We start with some basic things you need to know about the Python language. It includes basic data types, data structures and data flow control. When you have finished this notebook, you should know the following basic Python things:

* different data-types (string, integer, float, boolean, list, tuple, dictionary, set)
* slicing strings, string concatenation, lower() and upper()
* print()
* control flow tools (if-statements (if, elif, else), for-loop, range(), while-loop, write your own functions)
* use import

You can find a lot of good information about Python on the internet. A valuable source is the Python documentation: https://docs.python.org/3/

## 2. Basic Python, Data Types, Print

We start the course with some basic Python:

In [None]:
print("Hello world!")

This statement prints the text "Hello world!". `print()` is a function, and it prints what is inside the parentheses. We call this the argument. The part between the quotes is called a string and it consists of a number of characters, including a space and an exclamation mark. The function `print()` can have more arguments.

In [None]:
print("Hello world!", "How are you?")

You can add comments after #. It is strongly recommended to add comments to your code. Comments do not only clarify the code for new readers, but they are also helpful for yourself. Especially if you haven't worked on your code for a while.

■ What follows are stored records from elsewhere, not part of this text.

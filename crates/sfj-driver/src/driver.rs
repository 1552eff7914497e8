use std::io::Write;
use std::sync::Arc;

use sfj_decoder::{zstd_reader, DecodeError, ErrorKind, JournalDecoder};

use crate::config::DriverConfig;
use crate::error::DriverError;
use crate::journal_source::JournalSource;
use crate::sink::JsonlSink;

/// The terminal state of one journal after being driven to completion
/// or first failure.
#[derive(Debug, Clone, PartialEq)]
pub enum JournalStatus {
    /// Every opcode was consumed cleanly; no event was lost.
    Ok,
    /// Decoding stopped at `approx_offset` with the given failure kind.
    /// Every event emitted before that point is complete and correct.
    Failed { kind: ErrorKind, approx_offset: u64 },
}

/// One journal's outcome: its name, how many events it yielded, and how
/// it ended. This is exactly the `(name, events-decoded, final-status)`
/// tuple the per-journal log line reports.
#[derive(Debug, Clone, PartialEq)]
pub struct JournalOutcome {
    pub name: String,
    pub events_decoded: usize,
    pub status: JournalStatus,
}

/// Totals across a whole batch run, emitted once after every journal has
/// been driven.
#[derive(Debug, Clone, Default, PartialEq, Eq)]
pub struct BatchSummary {
    pub journals: usize,
    pub events: usize,
    pub failed: usize,
}

impl BatchSummary {
    fn record(&mut self, outcome: &JournalOutcome) {
        self.journals += 1;
        self.events += outcome.events_decoded;
        if matches!(outcome.status, JournalStatus::Failed { .. }) {
            self.failed += 1;
        }
    }
}

/// Drives one journal from `source` to completion, writing every
/// decoded event to `sink` as it's produced. A decode failure partway
/// through is captured in the returned [`JournalOutcome`] rather than
/// propagated — per-journal failures are never fatal to the surrounding
/// batch. Only failing to *open* the source is a [`DriverError`].
pub fn decode_journal_to_sink<W: Write>(
    source: &dyn JournalSource,
    sink: &mut JsonlSink<W>,
) -> Result<JournalOutcome, DriverError> {
    let name = source.name().to_string();
    let raw = source.open()?;
    let reader = zstd_reader::open_journal_reader(raw).map_err(|source| DriverError::OpenSource {
        name: name.clone(),
        source,
    })?;
    let mut decoder = JournalDecoder::new(reader);

    let mut events_decoded = 0usize;
    loop {
        match decoder.next_event() {
            Ok(Some(event)) => {
                events_decoded += 1;
                if let Err(io_err) = sink.write_event(&event) {
                    return Err(DriverError::Io(io_err));
                }
            }
            Ok(None) => {
                return Ok(JournalOutcome {
                    name: name.clone(),
                    events_decoded,
                    status: JournalStatus::Ok,
                });
            }
            Err(err) => {
                let kind = err.kind();
                tracing::warn!(
                    journal = %name,
                    events_decoded,
                    ?kind,
                    error = %err,
                    "journal decode stopped early"
                );
                return Ok(JournalOutcome {
                    name: name.clone(),
                    events_decoded,
                    status: JournalStatus::Failed {
                        kind,
                        approx_offset: decoder.position(),
                    },
                });
            }
        }
    }
}


/// Drives every source in `sources`, each on its own `spawn_blocking`
/// task bounded by `config.concurrency`, and returns the aggregate
/// [`BatchSummary`]. `make_sink` is called once per journal to produce
/// the `JsonlSink` it should write to (typically a fresh output file per
/// journal).
///
/// This realizes the "independent decoder instances run in parallel
/// across journals, no shared state, no ordering guarantee" concurrency
/// model: each task owns its own `JournalDecoder` end to end.
pub async fn drive_many<F, W>(
    sources: Vec<Arc<dyn JournalSource>>,
    config: &DriverConfig,
    make_sink: F,
) -> Result<BatchSummary, DriverError>
where
    F: Fn(&str) -> Result<JsonlSink<W>, DriverError> + Send + Sync + 'static,
    W: Write + Send + 'static,
{
    let make_sink = Arc::new(make_sink);
    let semaphore = Arc::new(tokio::sync::Semaphore::new(config.concurrency.max(1)));
    let mut handles = Vec::with_capacity(sources.len());

    for source in sources {
        let permit = Arc::clone(&semaphore);
        let make_sink = Arc::clone(&make_sink);
        handles.push(tokio::task::spawn_blocking(move || {
            let _permit = permit.acquire_owned();
            let mut sink = make_sink(source.name())?;
            decode_journal_to_sink(source.as_ref(), &mut sink)
        }));
    }

    let mut summary = BatchSummary::default();
    for handle in handles {
        let outcome = handle
            .await
            .map_err(|e| DriverError::Io(std::io::Error::other(e)))??;
        if config.verbose {
            tracing::info!(
                journal = %outcome.name,
                events_decoded = outcome.events_decoded,
                status = ?outcome.status,
                "journal decoded"
            );
        }
        summary.record(&outcome);
    }

    tracing::info!(
        journals = summary.journals,
        events = summary.events,
        failed = summary.failed,
        "batch complete"
    );
    Ok(summary)
}
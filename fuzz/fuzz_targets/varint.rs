#![no_main]

use libfuzzer_sys::fuzz_target;

// Fuzz target: decode_varint LEB128 codec.
//
// Catches bugs in:
// - VarintTooLong (>10 continuation bytes)
// - Zero-length input
// - Maximum value edge cases (u64::MAX)
// - Malformed continuation bits
fuzz_target!(|data: &[u8]| {
    let _ = sfj_wire::varint::decode_varint(data);
});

The string is not the only data type in Python. There are also other data types, such as the integer. In the following cell the value 5 is assigned to the variable a. 5 is an integer. Integers a whole numbers.

In [None]:
a = 5 # 5 is an integer.

Python stores the data type of an object in memory. You can find out the data type of an object with the function `type()`.

In [None]:
print(a)

In [None]:
print(type(a))

In [None]:
print(type("Hello world!"))

The real numbers are a separate data type, called float. In the following cell numeric values are assigned to variable names with the names b, c and d. Assignment takes place with the = sign.

In [None]:
b = 5. # this is a float, note the decimal '.'.
c = 2.3
d = float(5)

In [None]:
print(type(b))
print(type(c))
print(type(d))

You can use the variable name to do calculations.

In [None]:
print(b * 5) # multiplication
print(b ** 5) # power

It is important to know what the type of an object is. Let's have a look at the difference between a string and an integer.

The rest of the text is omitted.